When Pius XI canonised Thérèse he stressed that she was specially significant for our own time because she fulfilled her vocation ‘without leaving the common order of things’.78 This must not be taken to mean that in her a harmlessly devout triviality was being canonised. She is the saint of the ‘common order of things’ precisely because she represented a total love of God and a total belief in God in the very predicament where most people find themselves, namely sin and unbelief. `I have my faults, but I also have courage.’79 She dares to express the love which sinners do not dare to and are not able to express. She makes herself sing the praises of God even though ‘blasphemy resounds even into my heart’.80 And so she expresses the worship which blasphemers are unable to express.

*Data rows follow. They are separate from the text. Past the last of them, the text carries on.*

impl TrashStore {
    /// Open (or create) the store rooted at `store_dir`.
    pub fn open<P: AsRef<Path>>(store_dir: P, options: TrashOptions) -> Result<Self> {
        Self::with_ops(
            store_dir,
            options,
            Arc::new(StdFileOps),
            Arc::new(PermissionResetDeleter),
        )
    }

    /// Open the store with custom filesystem backends.
    pub fn with_ops<P: AsRef<Path>>(
        store_dir: P,
        options: TrashOptions,
        ops: Arc<dyn FileOps>,
        deleter: Arc<dyn IndexDeleter>,
    ) -> Result<Self> {
        let store_dir = store_dir.as_ref();
        let store_dir = std::path::absolute(store_dir).map_err(|err| Error::io(store_dir, err))?;
        let files_dir = store_dir.join(TRASH_DIR_NAME);
        fs::create_dir_all(&files_dir).map_err(|err| Error::io(&files_dir, err))?;

        let journal = Journal::new(store_dir.join(JOURNAL_FILE_NAME));
        let records = journal.load()?;
        log::debug!(
            "Opened trash store at {} with {} records",
            store_dir.display(),
            records.len()
        );

        Ok(Self {
            files_dir,
            journal,
            records: Mutex::new(records),
            options,
            ops,
            deleter,
        })
    }

    #[must_use]
    pub fn files_dir(&self) -> &Path {
        &self.files_dir
    }

    #[must_use]
    pub fn journal_path(&self) -> &Path {
        self.journal.path()
    }

    #[must_use]
    pub fn options(&self) -> &TrashOptions {
        &self.options
    }

    fn lock(&self) -> MutexGuard<'_, Vec<TrashRecord>> {
        self.records.lock().unwrap_or_else(PoisonError::into_inner)
    }

    /// Current records, newest first. Phantom records are purged on the way.
    pub fn records(&self) -> Result<Vec<TrashRecord>> {
        let mut records = self.lock();
        let before = records.len();
        records.retain(|record| {
            let backed = record.is_backed();
            if !backed {
                log::warn!(
                    "Purging phantom trash record {} ({} is missing)",
                    record.id,
                    record.trash_path.display()
                );
            }
            backed
        });
        if records.len() != before {
            self.journal.store(&records)?;
        }

        let mut listed = records.clone();
        listed.sort_by(|a, b| b.date_deleted.cmp(&a.date_deleted).then(b.id.cmp(&a.id)));
        Ok(listed)
    }

    pub fn find(&self, id: i64) -> Result<Option<TrashRecord>> {
        Ok(self.records()?.into_iter().find(|record| record.id == id))
    }

    /// Bytes held by valid records.
    pub fn total_size(&self) -> Result<u64> {
        Ok(self.records()?.iter().map(|record| record.size).sum())
    }

    /// Move `path` into the bin and journal it.
    ///
    /// Tries an atomic rename first. Otherwise the entry is copied into the bin
    /// and journaled before the source is deleted; if the source cannot be
    /// deleted (even through the [`IndexDeleter`]), the copy and its record are
    /// rolled back and the call fails with the source untouched.
    pub fn move_to_trash(&self, path: &Path) -> Result<TrashRecord> {
        let metadata = fs::symlink_metadata(path).map_err(|err| Error::io(path, err))?;
        let name = path
            .file_name()
            .map(|n| n.to_string_lossy().into_owned())
            .ok_or_else(|| Error::InvalidInput(format!("{} has no file name", path.display())))?;

        let original_path = std::path::absolute(path).map_err(|err| Error::io(path, err))?;
        if original_path.starts_with(&self.files_dir) {
            return Err(Error::InvalidInput(format!(
                "{} is already in the bin",
                path.display()
            )));
        }
        if metadata.is_dir() && self.bin_is_inside(path, &original_path) {
            return Err(Error::InvalidInput(format!(
                "{} contains the bin",
                path.display()
            )));
        }

        let (size, category) = if metadata.is_dir() {
            (size::tree_size_or_zero(path), FileCategory::Other)
        } else {
            (metadata.len(), category::categorize_path(path).1)
        };

        fs::create_dir_all(&self.files_dir).map_err(|err| Error::io(&self.files_dir, err))?;

        let mut records = self.lock();
        let now = chrono::Utc::now().timestamp_millis();
        let (id, trash_path) = self.allocate_slot(&records, now, &name);

        let record = TrashRecord {
            id,
            original_path,
            trash_path: trash_path.clone(),
            name,
            size,
            date_deleted: now,
            category,
            preview: category.has_preview().then(|| trash_path.clone()),
        };

        match self.ops.rename(path, &trash_path) {
            Ok(()) => {
                records.push(record.clone());
                if let Err(err) = self.journal.store(&records) {
                    records.pop();
                    log::warn!(
                        "Journal write failed after moving {} to the bin; moving it back",
                        path.display()
                    );
                    if let Err(back_err) = self.ops.rename(&trash_path, path) {
                        log::error!(
                            "Could not move {} back to {}: {back_err}",
                            trash_path.display(),
                            path.display()
                        );
                    }
                    return Err(err);
                }
            }
            Err(err) => {
                log::debug!(
                    "Atomic rename of {} into the bin failed ({err}); copying instead",
                    path.display()
                );
                self.trash_by_copy(path, &record, &mut records)?;
            }
        }

        log::info!(
            "Moved {} to the bin as {}",
            path.display(),
            record.trash_path.display()
        );
        Ok(record)
    }

    fn trash_by_copy(
        &self,
        path: &Path,
        record: &TrashRecord,
        records: &mut Vec<TrashRecord>,
    ) -> Result<()> {
        stream::copy_tree(path, &record.trash_path, self.options.chunk_size, &mut |_| Ok(()))?;

        records.push(record.clone());
        if let Err(err) = self.journal.store(records) {
            records.pop();
            stream::discard(&record.trash_path);
            return Err(err);
        }

        let Err(remove_err) = self.ops.remove(path) else {
            return Ok(());
        };
        log::warn!(
            "Could not delete {} after copying it to the bin: {remove_err}; trying index delete",
            path.display()
        );

        let Err(force_err) = self.deleter.force_delete(path) else {
            return Ok(());
        };
        log::warn!(
            "Index delete of {} failed: {force_err}; rolling back",
            path.display()
        );

        records.pop();
        if let Err(err) = stream::rollback_copy(&record.trash_path, path, self.options.chunk_size)
        {
            log::error!(
                "Rollback of {} failed: {err}",
                record.trash_path.display()
            );
        }
        if let Err(err) = self.journal.store(records) {
            log::error!("Could not drop rolled back record {}: {err}", record.id);
        }
        Err(Error::io(path, force_err))
    }

    /// True when the bin directory lives under the directory `path`.
    fn bin_is_inside(&self, path: &Path, original_path: &Path) -> bool {
        if self.files_dir.starts_with(original_path) {
            return true;
        }
        match (fs::canonicalize(&self.files_dir), fs::canonicalize(path)) {
            (Ok(bin), Ok(source)) => bin.starts_with(source),
            _ => false,
        }
    }

    /// Pick an id at or after `now` that is unused in the journal and whose
    /// trash file name is free.
    fn allocate_slot(&self, records: &[TrashRecord], now: i64, name: &str) -> (i64, PathBuf) {
        let mut id = records
            .iter()
            .map(|record| record.id + 1)
            .max()
            .map_or(now, |next| next.max(now));

        let stem = truncate_name(name, MAX_SLOT_NAME_BYTES);
        loop {
            let candidate = self.files_dir.join(format!("{id}_{stem}"));
            if fs::symlink_metadata(&candidate).is_err() {
                return (id, candidate);
            }
            id += 1;
        }
    }

    /// Move every path into the bin, continuing past failures.
    pub fn move_all_to_trash(&self, paths: &[PathBuf]) -> BatchReport {
        let mut report = BatchReport::new(paths.len());
        for path in paths {
            match self.move_to_trash(path) {
                Ok(record) => report.record_success(record.size),
                Err(err) => {
                    log::warn!("Moving {} to the bin failed: {err}", path.display());
                    report.record_failure(path, &err);
                }
            }
        }
        report
    }

    /// Put a trashed entry back at its original path. Returns that path.
    ///
    /// A record whose trash file is gone is purged and reported as not found.
    /// An occupied original path is a conflict; nothing is overwritten.
    pub fn restore(&self, id: i64) -> Result<PathBuf> {
        let mut records = self.lock();
        let pos = records
            .iter()
            .position(|record| record.id == id)
            .ok_or(Error::RecordNotFound(id))?;
        let record = records[pos].clone();

        if !record.is_backed() {
            records.remove(pos);
            self.journal.store(&records)?;
            log::warn!(
                "Purged phantom trash record {id}: {} is missing",
                record.trash_path.display()
            );
            return Err(Error::NotFound(record.trash_path));
        }

        let original = &record.original_path;
        if fs::symlink_metadata(original).is_ok() {
            return Err(Error::Conflict(original.clone()));
        }

        if let Some(parent) = original.parent() {
            fs::create_dir_all(parent).map_err(|err| Error::io(parent, err))?;
        }

        if let Err(err) = self.ops.rename(&record.trash_path, original) {
            log::debug!(
                "Atomic restore of {} failed ({err}); copying instead",
                original.display()
            );
            stream::copy_tree(
                &record.trash_path,
                original,
                self.options.chunk_size,
                &mut |_| Ok(()),
            )?;
            if let Err(remove_err) = self.ops.remove(&record.trash_path) {
                log::warn!(
                    "Restored {} but could not clear the bin copy: {remove_err}; rolling back",
                    original.display()
                );
                if let Err(err) =
                    stream::rollback_copy(original, &record.trash_path, self.options.chunk_size)
                {
                    log::error!("Rollback of {} failed: {err}", original.display());
                }
                return Err(Error::io(&record.trash_path, remove_err));
            }
        }

        records.remove(pos);
        if let Err(err) = self.journal.store(&records) {
            log::warn!("Restored {} but the journal write failed: {err}", original.display());
        }

        log::info!("Restored {}", original.display());
        Ok(record.original_path)
    }

    /// Restore every record, continuing past failures.
    pub fn restore_all(&self) -> BatchReport {
        let ids: Vec<(i64, PathBuf)> = self
            .lock()
            .iter()
            .map(|record| (record.id, record.original_path.clone()))
            .collect();

        let mut report = BatchReport::new(ids.len());
        for (id, original) in ids {
            match self.restore(id) {
                Ok(_) => report.record_success(0),
                Err(err) => {
                    log::warn!("Restoring {} failed: {err}", original.display());
                    report.record_failure(&original, &err);
                }
            }
        }
        report
    }

    /// Delete a record's trash copy and drop the record.
    ///
    /// Idempotent: an already missing file or record is success.
    pub fn delete_permanently(&self, id: i64) -> Result<()> {
        let mut records = self.lock();
        let Some(pos) = records.iter().position(|record| record.id == id) else {
            log::debug!("Trash record {id} already gone");
            return Ok(());
        };

        let trash_path = records[pos].trash_path.clone();
        match self.ops.remove(&trash_path) {
            Ok(()) => {}
            Err(err) if err.kind() == std::io::ErrorKind::NotFound => {}
            Err(err) => return Err(Error::io(&trash_path, err)),
        }

        records.remove(pos);
        self.journal.store(&records)?;
        log::info!("Permanently deleted {}", trash_path.display());
        Ok(())
    }

    /// Delete everything in the trash directory and discard the journal.
    ///
    /// Not transactional: a failure partway leaves the remaining files in
    /// place while the journal is cleared. Returns the number of entries removed.
    pub fn empty_trash(&self) -> Result<usize> {
        let mut records = self.lock();
        let mut removed = 0usize;
        let mut failed = 0usize;

        let entries: Vec<fs::DirEntry> = match fs::read_dir(&self.files_dir) {
            Ok(entries) => entries.filter_map(std::result::Result::ok).collect(),
            Err(err) if err.kind() == std::io::ErrorKind::NotFound => Vec::new(),
            Err(err) => return Err(Error::io(&self.files_dir, err)),
        };

        for entry in entries {
            let path = entry.path();
            match self.ops.remove(&path) {
                Ok(()) => removed += 1,
                Err(err) => {
                    log::warn!("Failed to delete {} from the bin: {err}", path.display());
                    failed += 1;
                }
            }
        }

        records.clear();
        self.journal.discard()?;
        log::info!("Emptied the bin: {removed} removed, {failed} failed");

        if failed > 0 {
            return Err(Error::PartialFailure {
                completed: removed,
                failed,
            });
        }
        Ok(removed)
    }

    /// Expire records older than `retention_days`. Negative disables expiry.
    pub fn cleanup_expired(&self, retention_days: i64) -> Result<usize> {
        self.cleanup_expired_at(retention_days, chrono::Utc::now().timestamp_millis())
    }

    /// Expire using the configured retention.
    pub fn cleanup_expired_default(&self) -> Result<usize> {
        self.cleanup_expired(self.options.retention_days)
    }

    /// Expire records deleted before `now_ms - retention_days`.
    pub fn cleanup_expired_at(&self, retention_days: i64, now_ms: i64) -> Result<usize> {
        if retention_days < 0 {
            return Ok(0);
        }

        let cutoff = now_ms.saturating_sub(retention_days.saturating_mul(MS_PER_DAY));
        let expired: Vec<i64> = self
            .lock()
            .iter()
            .filter(|record| record.date_deleted < cutoff)
            .map(|record| record.id)
            .collect();

        let mut removed = 0usize;
        for id in expired {
            match self.delete_permanently(id) {
                Ok(()) => removed += 1,
                Err(err) => log::warn!("Expiring trash record {id} failed: {err}"),
            }
        }

        if removed > 0 {
            log::info!("Expired {removed} trash records older than {retention_days} days");
        }
        Ok(removed)
    }
}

Unlike so many exponents of the ways of piety, she neither bullies us nor teases us from any position of elevation; she simply gets on with loving God as one of us. And in so doing she shows us that precisely as sinners, as doubters, we are welcome to run to God’s love. Her acceptance of darkness identifies our darkness as a thirst for God, and at the same time assures us that even in this very darkness Christ is there thirsting for our love.